My best friend! calvin hansen!



calvin hansen died on october 15, in a roll over car crash!! he wasns't wearing his seat belt so he got ejected from the car! he was my best friend and he was so nice to every one!! i will miss him deerly ever one will!! i will miss his smile and his laughter! he always made me smile and laugh even if i didnt want to smile or laugh he still made me though!! he could get any thing out of me! like i would sit and promiss myself not to tell him and then he would call me and be like amber! plz tell me and just hearing that voice is what made me tell him. he could get any thing out of me just by calling me! or if i was walking in the halls at school and he would come up to me saying just tell me plz then i would have to tell him becasue i couldn't help seeing his face so i just had to tell him. ha ha but i could also get things out of him to!! he felt like a brother to me! cuz he was just there for me when i would be going through hard times! he always cheered me up!

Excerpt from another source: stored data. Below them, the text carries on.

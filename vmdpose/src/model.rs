use glam::{Quat, Vec2, Vec3};
use std::collections::HashMap;

/// Cubic easing curve for one interpolation channel: two control points in
/// the unit square, mapping linear time fraction to an eased ratio. The
/// implicit first and last control points are (0,0) and (1,1).
#[derive(Copy, Clone, Debug, PartialEq)]
pub struct EasingCurve {
    pub p1: Vec2,
    pub p2: Vec2,
}

impl EasingCurve {
    /// Default curve written by most authoring tools: both control points on
    /// the diagonal, which evaluates as exact linear interpolation.
    pub const LINEAR: Self = Self {
        p1: Vec2::new(0.15, 0.15),
        p2: Vec2::new(0.85, 0.85),
    };

    /// Both control points on the diagonal collapse the curve to `y = x`.
    pub fn is_linear(&self) -> bool {
        self.p1.x == self.p1.y && self.p2.x == self.p2.y
    }
}

impl Default for EasingCurve {
    fn default() -> Self {
        Self::LINEAR
    }
}

/// Index of the easing channel for each interpolated quantity.
pub const CURVE_X: usize = 0;
pub const CURVE_Y: usize = 1;
pub const CURVE_Z: usize = 2;
pub const CURVE_ROTATION: usize = 3;

/// One sampled pose of one bone, in the recording's coordinate convention.
#[derive(Copy, Clone, Debug)]
pub struct BoneKeyframe {
    pub frame: u32,
    pub translation: Vec3,
    pub rotation: Quat,
    /// X/Y/Z translation and rotation easing, in that order.
    pub curves: [EasingCurve; 4],
}

#[derive(Copy, Clone, Debug)]
pub struct MorphKeyframe {
    pub frame: u32,
    pub weight: f32,
}

/// Camera cut sample. Decoded as part of the motion-file contract; this
/// crate does not interpolate cameras.
#[derive(Copy, Clone, Debug)]
pub struct CameraKeyframe {
    pub frame: u32,
    pub distance: f32,
    pub look_at: Vec3,
    /// Euler angles in degrees.
    pub rotation: Vec3,
    pub curve: [u8; 24],
    pub fov: f32,
    pub orthographic: bool,
}

#[derive(Clone, Debug)]
pub struct IkSwitchEntry {
    pub name: String,
    pub enabled: bool,
}

/// Authored on/off event for named IK chains, keyed by time code.
#[derive(Clone, Debug)]
pub struct IkSwitchFrame {
    pub frame: u32,
    pub visible: bool,
    pub entries: Vec<IkSwitchEntry>,
}

/// A decoded motion clip: everything the motion decoder delivers, grouped by
/// bone/morph name. Hosts either parse this from VMD bytes (feature
/// `binary`) or construct it programmatically.
#[derive(Clone, Debug, Default)]
pub struct MotionData {
    pub model_name: String,
    pub bone_tracks: HashMap<String, Vec<BoneKeyframe>>,
    pub morph_tracks: HashMap<String, Vec<MorphKeyframe>>,
    pub camera_frames: Vec<CameraKeyframe>,
    pub ik_switch_frames: Vec<IkSwitchFrame>,
}

impl MotionData {
    pub fn new() -> Self {
        Self::default()
    }

    pub fn push_bone_keyframe(&mut self, name: &str, keyframe: BoneKeyframe) {
        self.bone_tracks
            .entry(name.to_string())
            .or_default()
            .push(keyframe);
    }

    pub fn push_morph_keyframe(&mut self, name: &str, keyframe: MorphKeyframe) {
        self.morph_tracks
            .entry(name.to_string())
            .or_default()
            .push(keyframe);
    }

    /// Sorts every track by time code. Time codes are required to be
    /// non-decreasing after this; tracks from the wire are unordered.
    pub fn sort_keyframes(&mut self) {
        for track in self.bone_tracks.values_mut() {
            track.sort_by_key(|k| k.frame);
        }
        for track in self.morph_tracks.values_mut() {
            track.sort_by_key(|k| k.frame);
        }
        self.camera_frames.sort_by_key(|k| k.frame);
        self.ik_switch_frames.sort_by_key(|k| k.frame);
    }

    /// Largest time code across bone and morph tracks.
    pub fn max_frame(&self) -> u32 {
        let bones = self
            .bone_tracks
            .values()
            .flat_map(|track| track.iter().map(|k| k.frame))
            .max()
            .unwrap_or(0);
        let morphs = self
            .morph_tracks
            .values()
            .flat_map(|track| track.iter().map(|k| k.frame))
            .max()
            .unwrap_or(0);
        bones.max(morphs)
    }
}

I always wished i could be a good football player like him! he was so good! sometimes he would text me and be like do u want to play football and i would say ya and so we would play football and it was so much fun but i wasn't neerly as good as him though!!! he is way way good at it!! but i miss him so much and im so glad i got to meat him! if it wasnt for my best friend kadee i would have never meat him so i thank her so much!! but he made a big impact on my life and he also changed my life to and made it better for me!! he is so amazing!! i miss him so much and he will always be in my heart forever and ever!!!!! i love you calvin!! r.i.p!!